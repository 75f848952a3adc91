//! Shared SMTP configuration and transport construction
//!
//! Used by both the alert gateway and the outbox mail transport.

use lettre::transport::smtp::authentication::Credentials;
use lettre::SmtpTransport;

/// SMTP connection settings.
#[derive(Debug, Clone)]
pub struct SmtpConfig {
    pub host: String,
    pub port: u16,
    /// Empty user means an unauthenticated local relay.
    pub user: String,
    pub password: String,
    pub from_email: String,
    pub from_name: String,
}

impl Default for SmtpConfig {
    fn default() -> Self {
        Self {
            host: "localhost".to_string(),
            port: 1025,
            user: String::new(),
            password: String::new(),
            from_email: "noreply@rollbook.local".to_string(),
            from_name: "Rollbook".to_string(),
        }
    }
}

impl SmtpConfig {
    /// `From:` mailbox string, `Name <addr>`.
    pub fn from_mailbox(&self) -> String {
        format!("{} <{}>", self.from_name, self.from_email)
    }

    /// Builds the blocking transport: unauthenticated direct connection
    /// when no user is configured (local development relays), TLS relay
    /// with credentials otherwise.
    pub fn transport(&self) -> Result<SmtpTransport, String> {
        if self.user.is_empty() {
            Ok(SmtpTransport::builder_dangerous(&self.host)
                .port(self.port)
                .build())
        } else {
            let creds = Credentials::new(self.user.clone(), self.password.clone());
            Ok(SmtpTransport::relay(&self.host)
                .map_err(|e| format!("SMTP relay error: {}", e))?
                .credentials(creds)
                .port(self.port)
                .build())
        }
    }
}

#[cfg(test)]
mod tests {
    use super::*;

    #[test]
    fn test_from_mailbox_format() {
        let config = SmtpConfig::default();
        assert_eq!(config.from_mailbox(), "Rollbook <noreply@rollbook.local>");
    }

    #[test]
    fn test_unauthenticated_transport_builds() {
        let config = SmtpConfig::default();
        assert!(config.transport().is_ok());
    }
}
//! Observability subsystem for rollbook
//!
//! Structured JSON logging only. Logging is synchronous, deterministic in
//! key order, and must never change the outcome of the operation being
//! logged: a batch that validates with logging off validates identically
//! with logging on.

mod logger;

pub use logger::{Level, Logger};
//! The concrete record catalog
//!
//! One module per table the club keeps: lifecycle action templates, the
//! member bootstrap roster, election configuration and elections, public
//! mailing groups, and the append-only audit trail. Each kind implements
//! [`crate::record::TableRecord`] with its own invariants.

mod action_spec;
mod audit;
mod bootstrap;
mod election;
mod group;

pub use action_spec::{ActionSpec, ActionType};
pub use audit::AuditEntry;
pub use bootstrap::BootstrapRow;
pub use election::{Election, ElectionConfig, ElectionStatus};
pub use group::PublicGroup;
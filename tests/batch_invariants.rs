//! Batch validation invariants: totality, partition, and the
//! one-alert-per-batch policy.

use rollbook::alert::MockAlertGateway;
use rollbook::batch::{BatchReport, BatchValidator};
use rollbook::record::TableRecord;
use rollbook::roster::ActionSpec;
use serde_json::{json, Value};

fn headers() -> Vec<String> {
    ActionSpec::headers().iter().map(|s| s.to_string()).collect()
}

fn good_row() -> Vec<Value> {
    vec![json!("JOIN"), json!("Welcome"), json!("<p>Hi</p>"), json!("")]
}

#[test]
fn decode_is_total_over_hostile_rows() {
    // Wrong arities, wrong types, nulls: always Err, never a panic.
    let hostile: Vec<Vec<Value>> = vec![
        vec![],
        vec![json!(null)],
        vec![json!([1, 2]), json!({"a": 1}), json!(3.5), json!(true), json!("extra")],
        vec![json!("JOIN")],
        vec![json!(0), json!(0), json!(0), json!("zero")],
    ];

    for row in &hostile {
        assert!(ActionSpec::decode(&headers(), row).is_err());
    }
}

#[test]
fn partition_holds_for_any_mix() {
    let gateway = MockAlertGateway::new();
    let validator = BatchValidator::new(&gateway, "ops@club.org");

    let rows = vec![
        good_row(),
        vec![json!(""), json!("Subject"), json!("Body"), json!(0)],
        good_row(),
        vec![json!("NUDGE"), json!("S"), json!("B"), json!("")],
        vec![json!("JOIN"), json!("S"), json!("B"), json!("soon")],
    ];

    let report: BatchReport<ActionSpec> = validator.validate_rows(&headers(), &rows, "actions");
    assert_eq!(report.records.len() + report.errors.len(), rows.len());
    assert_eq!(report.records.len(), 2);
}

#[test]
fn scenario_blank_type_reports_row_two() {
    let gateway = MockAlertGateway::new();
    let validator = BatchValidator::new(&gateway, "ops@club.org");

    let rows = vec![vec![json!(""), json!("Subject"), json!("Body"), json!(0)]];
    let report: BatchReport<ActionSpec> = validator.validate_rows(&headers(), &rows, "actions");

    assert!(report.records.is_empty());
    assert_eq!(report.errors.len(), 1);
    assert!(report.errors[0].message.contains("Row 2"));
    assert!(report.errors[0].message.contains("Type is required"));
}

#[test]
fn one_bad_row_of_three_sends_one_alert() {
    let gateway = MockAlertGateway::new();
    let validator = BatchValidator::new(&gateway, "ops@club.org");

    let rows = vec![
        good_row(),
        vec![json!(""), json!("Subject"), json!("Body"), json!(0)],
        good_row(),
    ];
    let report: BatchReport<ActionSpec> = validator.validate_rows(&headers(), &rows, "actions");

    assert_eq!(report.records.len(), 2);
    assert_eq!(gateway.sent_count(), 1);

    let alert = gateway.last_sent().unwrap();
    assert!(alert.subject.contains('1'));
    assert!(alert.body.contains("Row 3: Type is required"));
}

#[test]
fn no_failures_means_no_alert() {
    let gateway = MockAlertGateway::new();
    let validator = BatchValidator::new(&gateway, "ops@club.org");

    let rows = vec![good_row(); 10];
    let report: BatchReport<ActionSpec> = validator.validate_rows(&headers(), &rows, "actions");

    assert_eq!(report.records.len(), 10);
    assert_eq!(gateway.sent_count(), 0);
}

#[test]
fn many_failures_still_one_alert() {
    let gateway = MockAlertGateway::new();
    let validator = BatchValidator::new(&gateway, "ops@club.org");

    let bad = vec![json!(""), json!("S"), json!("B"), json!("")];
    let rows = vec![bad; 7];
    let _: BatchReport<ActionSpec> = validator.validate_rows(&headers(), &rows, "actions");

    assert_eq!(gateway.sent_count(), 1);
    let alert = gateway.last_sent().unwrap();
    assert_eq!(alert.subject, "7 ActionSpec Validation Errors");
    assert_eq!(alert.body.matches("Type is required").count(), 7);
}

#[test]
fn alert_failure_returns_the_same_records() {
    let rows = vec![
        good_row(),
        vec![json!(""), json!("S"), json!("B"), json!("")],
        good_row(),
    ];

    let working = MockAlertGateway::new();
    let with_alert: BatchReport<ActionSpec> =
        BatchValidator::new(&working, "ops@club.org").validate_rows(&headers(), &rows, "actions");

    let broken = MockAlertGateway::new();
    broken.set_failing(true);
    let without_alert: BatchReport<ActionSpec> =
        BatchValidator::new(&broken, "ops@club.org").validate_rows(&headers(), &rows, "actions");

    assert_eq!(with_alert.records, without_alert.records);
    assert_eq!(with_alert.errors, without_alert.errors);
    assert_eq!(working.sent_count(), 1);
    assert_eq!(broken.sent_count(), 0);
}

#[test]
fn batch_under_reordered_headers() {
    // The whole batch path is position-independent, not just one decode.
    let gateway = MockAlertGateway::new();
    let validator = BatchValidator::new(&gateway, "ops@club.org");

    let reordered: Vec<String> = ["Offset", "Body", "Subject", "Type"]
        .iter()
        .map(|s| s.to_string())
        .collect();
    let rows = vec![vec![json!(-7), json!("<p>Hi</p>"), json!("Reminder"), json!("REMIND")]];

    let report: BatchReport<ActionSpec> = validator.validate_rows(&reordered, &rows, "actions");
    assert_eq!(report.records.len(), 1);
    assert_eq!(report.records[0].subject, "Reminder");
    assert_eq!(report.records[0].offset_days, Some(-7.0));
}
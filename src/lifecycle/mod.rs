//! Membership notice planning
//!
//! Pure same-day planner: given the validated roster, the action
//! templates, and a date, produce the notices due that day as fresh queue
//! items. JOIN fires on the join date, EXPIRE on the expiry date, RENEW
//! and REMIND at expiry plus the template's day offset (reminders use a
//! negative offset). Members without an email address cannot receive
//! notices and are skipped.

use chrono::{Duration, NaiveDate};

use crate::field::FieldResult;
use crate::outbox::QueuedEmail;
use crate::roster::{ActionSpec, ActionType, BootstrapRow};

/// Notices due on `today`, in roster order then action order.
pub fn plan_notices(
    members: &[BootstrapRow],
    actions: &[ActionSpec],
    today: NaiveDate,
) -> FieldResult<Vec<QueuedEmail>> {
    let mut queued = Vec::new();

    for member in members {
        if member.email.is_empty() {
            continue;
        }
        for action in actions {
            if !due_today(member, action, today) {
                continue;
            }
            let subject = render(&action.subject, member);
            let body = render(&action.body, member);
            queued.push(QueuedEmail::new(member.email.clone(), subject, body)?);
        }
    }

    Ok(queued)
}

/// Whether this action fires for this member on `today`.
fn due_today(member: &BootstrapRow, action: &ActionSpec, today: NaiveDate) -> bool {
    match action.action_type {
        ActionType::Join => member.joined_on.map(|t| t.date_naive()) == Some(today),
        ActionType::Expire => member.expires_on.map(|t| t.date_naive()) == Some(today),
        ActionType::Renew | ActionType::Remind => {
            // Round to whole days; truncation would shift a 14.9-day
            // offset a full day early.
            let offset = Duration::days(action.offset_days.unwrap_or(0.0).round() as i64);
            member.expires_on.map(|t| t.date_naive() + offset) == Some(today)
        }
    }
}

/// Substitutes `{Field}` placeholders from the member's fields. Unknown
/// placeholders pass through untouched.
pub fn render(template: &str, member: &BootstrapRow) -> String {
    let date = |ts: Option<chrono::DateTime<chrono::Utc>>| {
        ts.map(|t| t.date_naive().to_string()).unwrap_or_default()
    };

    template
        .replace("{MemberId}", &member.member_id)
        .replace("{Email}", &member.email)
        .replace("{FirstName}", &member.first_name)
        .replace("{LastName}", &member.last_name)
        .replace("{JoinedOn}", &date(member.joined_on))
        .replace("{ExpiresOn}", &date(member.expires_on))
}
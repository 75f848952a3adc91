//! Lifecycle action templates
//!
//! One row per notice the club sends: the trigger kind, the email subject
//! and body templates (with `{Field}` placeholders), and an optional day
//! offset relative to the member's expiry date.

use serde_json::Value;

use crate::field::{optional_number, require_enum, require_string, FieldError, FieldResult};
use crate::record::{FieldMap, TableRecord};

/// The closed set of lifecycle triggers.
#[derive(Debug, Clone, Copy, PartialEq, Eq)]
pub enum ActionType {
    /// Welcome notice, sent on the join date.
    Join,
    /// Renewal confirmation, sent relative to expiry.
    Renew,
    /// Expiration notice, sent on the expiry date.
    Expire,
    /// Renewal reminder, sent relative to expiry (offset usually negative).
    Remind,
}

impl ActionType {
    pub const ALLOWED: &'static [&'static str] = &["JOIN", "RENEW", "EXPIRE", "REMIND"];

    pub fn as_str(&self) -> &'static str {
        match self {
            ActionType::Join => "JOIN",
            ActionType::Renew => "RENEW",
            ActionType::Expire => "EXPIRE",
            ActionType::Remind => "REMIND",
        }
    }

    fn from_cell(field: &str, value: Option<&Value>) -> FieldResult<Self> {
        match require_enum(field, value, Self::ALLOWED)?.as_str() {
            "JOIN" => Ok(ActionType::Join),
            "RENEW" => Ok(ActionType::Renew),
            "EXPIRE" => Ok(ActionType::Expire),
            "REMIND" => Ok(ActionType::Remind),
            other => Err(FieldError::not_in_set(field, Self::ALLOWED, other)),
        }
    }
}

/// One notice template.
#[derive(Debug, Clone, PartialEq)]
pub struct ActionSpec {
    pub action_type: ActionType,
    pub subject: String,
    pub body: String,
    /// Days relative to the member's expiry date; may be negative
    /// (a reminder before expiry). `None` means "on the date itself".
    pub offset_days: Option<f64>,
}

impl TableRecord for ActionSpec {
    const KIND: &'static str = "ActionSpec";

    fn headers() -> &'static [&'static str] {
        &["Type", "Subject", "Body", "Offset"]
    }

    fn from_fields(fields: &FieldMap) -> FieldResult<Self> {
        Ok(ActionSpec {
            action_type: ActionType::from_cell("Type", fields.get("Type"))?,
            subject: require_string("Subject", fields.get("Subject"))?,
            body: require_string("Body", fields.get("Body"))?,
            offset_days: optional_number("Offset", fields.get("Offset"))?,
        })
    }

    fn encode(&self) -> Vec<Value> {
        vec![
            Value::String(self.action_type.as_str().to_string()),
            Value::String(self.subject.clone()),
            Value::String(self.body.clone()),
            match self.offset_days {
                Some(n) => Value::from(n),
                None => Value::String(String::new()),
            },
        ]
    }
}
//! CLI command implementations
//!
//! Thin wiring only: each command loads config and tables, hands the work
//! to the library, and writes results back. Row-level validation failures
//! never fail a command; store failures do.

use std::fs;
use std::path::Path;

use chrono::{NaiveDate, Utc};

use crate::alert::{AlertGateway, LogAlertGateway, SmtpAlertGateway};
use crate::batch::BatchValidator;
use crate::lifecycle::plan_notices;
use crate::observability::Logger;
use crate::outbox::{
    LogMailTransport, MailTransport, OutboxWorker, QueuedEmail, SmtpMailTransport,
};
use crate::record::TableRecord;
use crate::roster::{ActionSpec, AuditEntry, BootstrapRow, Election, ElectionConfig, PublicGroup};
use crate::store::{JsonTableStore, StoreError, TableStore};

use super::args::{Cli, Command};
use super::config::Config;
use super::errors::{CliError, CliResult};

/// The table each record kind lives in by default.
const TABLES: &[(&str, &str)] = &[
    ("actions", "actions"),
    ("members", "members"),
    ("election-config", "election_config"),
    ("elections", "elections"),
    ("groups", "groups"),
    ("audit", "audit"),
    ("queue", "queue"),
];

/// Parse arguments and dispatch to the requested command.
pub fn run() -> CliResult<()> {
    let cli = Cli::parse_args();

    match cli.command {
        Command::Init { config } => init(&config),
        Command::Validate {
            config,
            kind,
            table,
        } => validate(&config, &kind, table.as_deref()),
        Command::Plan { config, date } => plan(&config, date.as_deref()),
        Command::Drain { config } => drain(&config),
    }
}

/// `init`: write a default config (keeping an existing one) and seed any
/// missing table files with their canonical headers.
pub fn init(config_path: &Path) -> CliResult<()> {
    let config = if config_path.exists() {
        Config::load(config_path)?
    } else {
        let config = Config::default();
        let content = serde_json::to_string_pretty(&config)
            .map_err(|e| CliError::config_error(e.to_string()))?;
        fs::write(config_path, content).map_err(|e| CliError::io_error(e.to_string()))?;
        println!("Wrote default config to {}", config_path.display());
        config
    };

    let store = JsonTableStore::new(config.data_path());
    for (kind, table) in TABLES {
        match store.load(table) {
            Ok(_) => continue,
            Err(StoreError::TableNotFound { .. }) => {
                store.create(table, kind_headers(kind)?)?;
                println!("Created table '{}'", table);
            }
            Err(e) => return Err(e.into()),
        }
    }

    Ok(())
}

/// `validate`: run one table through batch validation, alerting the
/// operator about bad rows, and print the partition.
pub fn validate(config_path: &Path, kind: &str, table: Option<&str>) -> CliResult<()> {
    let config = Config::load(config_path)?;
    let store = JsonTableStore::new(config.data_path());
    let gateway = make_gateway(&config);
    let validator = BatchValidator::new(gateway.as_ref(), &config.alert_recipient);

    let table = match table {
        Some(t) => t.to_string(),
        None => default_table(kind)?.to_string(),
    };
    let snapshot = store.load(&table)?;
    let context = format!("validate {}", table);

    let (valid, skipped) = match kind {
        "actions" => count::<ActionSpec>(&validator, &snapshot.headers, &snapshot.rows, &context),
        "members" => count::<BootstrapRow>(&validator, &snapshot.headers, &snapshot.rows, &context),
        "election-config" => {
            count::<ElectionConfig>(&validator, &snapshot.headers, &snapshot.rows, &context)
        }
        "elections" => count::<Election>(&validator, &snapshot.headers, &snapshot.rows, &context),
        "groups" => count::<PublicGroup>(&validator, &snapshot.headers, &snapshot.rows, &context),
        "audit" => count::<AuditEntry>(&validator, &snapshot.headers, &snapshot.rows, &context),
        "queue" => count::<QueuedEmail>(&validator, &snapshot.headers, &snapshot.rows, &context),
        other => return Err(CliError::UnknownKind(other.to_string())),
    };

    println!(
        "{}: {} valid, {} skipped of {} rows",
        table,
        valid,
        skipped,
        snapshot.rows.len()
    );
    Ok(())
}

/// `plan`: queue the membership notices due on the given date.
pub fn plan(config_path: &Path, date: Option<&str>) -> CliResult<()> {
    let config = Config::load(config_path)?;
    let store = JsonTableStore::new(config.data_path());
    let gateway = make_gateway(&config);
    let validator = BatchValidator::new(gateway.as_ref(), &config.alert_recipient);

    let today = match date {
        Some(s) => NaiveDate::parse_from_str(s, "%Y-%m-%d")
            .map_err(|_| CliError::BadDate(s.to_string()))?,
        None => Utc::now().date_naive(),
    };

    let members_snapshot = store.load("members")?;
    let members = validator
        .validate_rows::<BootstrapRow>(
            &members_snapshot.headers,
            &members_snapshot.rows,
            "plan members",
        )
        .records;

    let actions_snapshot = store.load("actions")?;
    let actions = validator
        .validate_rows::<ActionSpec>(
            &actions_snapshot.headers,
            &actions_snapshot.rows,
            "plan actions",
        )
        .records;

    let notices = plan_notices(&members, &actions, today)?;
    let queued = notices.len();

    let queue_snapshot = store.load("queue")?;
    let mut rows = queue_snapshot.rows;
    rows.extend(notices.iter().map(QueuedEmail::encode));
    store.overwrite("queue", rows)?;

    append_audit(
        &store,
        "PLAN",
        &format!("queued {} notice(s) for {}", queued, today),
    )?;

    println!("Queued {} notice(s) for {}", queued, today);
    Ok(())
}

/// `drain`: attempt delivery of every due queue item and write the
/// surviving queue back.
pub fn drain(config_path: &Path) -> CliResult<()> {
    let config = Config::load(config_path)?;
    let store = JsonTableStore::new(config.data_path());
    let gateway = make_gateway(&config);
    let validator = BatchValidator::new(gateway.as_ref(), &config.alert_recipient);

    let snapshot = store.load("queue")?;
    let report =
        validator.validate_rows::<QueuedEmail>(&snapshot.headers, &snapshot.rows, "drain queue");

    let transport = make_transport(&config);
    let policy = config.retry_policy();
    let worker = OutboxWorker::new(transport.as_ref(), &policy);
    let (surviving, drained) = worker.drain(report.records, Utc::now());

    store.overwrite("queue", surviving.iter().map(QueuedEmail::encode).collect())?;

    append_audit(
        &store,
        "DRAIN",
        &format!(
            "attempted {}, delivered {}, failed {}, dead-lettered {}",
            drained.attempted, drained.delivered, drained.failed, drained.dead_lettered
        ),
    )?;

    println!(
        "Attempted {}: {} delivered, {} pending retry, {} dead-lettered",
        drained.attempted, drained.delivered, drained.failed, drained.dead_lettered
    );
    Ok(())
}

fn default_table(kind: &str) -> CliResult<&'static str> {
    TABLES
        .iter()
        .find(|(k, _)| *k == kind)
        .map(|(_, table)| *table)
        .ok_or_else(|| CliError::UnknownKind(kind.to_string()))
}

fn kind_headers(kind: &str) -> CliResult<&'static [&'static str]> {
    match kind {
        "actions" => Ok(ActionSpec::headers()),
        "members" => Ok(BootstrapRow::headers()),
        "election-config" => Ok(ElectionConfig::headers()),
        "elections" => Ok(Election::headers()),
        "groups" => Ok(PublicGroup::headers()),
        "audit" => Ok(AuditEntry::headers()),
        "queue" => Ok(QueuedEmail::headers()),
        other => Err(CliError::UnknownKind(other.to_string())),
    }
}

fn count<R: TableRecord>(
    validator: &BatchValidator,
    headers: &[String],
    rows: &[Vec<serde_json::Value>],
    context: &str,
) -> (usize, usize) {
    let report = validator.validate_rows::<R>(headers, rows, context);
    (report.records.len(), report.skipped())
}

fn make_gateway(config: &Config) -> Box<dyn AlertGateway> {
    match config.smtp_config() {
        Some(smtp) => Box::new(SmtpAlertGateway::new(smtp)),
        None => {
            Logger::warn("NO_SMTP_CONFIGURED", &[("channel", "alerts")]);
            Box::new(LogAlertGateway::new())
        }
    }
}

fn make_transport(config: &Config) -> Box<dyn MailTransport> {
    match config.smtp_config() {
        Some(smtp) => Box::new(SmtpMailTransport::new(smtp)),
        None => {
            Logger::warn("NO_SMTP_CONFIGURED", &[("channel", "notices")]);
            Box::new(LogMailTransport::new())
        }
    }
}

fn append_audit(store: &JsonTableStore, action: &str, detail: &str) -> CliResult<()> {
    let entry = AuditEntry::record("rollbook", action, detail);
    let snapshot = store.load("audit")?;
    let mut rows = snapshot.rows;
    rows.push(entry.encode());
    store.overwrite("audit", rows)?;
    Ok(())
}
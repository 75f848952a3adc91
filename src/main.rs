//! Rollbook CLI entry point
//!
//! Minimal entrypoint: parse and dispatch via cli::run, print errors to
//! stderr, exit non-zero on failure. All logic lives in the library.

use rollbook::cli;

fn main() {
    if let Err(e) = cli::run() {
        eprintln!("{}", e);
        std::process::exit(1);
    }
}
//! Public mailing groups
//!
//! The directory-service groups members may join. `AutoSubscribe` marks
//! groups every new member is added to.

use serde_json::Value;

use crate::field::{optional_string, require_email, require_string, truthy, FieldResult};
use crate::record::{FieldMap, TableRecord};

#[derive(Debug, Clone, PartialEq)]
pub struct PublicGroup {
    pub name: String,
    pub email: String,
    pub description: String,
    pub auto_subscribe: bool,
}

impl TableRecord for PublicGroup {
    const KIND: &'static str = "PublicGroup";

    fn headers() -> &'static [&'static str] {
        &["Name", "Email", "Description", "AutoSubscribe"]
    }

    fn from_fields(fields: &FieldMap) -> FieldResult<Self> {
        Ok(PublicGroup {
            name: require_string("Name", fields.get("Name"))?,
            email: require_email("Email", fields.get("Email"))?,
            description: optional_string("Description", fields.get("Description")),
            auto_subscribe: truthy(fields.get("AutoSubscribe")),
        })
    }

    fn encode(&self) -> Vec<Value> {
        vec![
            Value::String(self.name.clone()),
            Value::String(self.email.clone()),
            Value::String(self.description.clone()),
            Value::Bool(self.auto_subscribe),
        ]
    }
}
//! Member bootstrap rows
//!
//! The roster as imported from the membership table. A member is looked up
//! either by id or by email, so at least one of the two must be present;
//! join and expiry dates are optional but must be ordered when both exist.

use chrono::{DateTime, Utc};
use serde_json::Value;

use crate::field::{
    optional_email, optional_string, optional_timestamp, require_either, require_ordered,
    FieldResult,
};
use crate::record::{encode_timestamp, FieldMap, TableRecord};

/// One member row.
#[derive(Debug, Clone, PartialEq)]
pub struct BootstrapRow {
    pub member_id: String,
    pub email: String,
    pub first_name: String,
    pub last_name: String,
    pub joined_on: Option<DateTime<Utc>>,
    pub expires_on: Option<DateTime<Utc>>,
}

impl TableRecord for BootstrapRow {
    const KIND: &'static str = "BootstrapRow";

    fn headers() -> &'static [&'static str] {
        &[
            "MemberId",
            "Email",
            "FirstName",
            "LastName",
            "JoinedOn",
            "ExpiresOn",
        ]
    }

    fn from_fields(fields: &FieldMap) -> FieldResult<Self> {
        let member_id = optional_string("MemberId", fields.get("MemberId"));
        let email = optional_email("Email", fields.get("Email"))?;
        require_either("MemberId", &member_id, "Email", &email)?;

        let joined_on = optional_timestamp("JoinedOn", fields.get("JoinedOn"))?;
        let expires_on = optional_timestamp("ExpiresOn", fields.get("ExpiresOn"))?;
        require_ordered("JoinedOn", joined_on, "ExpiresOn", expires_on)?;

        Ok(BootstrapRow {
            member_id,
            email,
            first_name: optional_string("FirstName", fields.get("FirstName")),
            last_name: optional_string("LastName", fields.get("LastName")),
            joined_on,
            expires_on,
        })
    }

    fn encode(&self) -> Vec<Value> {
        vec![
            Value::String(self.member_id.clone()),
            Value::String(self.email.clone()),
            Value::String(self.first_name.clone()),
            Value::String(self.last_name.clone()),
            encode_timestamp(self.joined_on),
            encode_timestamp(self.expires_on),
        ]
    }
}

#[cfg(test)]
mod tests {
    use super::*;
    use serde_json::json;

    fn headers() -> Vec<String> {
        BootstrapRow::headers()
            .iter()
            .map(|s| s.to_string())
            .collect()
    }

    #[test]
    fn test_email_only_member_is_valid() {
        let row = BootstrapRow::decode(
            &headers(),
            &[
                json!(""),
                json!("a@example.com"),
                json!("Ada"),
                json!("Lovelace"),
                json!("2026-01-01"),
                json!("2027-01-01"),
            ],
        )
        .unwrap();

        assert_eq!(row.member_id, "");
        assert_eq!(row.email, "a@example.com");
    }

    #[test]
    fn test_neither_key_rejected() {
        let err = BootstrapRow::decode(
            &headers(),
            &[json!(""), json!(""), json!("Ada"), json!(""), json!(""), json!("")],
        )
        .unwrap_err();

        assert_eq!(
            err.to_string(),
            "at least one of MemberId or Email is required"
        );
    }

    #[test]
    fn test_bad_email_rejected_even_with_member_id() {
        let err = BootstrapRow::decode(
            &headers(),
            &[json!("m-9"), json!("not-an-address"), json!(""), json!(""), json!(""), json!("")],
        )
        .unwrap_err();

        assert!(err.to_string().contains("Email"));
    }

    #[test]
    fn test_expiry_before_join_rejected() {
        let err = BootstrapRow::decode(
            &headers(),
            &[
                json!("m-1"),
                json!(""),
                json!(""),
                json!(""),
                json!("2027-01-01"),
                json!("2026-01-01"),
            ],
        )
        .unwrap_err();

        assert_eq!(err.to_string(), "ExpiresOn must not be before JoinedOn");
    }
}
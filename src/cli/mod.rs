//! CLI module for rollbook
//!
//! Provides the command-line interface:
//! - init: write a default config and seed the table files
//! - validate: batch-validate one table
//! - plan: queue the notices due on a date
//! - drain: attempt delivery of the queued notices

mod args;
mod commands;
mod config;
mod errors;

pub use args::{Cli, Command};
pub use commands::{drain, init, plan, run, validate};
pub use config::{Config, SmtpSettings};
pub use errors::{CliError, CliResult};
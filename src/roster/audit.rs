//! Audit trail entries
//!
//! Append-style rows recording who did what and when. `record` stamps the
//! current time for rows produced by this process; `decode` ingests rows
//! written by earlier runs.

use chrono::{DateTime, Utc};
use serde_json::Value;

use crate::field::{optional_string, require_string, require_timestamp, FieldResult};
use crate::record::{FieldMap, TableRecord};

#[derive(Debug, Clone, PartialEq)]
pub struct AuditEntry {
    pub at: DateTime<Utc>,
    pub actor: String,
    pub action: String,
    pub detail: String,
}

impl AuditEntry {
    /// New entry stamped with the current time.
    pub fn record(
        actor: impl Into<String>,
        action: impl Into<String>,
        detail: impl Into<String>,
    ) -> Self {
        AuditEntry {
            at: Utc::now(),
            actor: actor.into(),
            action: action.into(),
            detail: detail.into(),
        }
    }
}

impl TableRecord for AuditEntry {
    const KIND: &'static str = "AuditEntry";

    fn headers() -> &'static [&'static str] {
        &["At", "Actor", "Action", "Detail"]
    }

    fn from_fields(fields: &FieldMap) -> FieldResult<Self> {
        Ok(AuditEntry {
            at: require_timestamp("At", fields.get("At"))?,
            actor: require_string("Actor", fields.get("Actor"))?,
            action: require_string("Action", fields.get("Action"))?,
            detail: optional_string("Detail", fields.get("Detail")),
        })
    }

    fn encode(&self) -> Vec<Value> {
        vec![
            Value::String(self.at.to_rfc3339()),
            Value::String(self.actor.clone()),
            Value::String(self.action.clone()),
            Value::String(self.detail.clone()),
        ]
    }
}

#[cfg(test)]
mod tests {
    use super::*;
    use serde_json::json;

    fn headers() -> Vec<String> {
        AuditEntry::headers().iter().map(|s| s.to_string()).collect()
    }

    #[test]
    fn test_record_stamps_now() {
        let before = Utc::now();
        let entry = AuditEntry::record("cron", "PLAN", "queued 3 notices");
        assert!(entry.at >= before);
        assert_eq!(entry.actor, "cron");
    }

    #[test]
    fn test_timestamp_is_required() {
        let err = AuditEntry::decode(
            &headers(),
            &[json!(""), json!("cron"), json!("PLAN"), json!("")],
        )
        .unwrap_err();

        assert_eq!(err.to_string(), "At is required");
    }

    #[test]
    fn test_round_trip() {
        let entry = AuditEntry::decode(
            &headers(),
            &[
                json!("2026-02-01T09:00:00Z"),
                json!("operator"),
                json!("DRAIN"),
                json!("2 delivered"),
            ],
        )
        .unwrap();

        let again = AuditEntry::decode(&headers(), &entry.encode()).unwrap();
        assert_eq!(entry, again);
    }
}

---

▸ **Task goal**: Which lines run from the first of the listing to the line containing "use lettre::SmtpTransport;"? Reproduce those exactly, both ends included.

▸ **Written solution**:
repository 75f848952a3adc91
//! Shared SMTP configuration and transport construction
//!
//! Used by both the alert gateway and the outbox mail transport.

use lettre::transport::smtp::authentication::Credentials;
use lettre::SmtpTransport;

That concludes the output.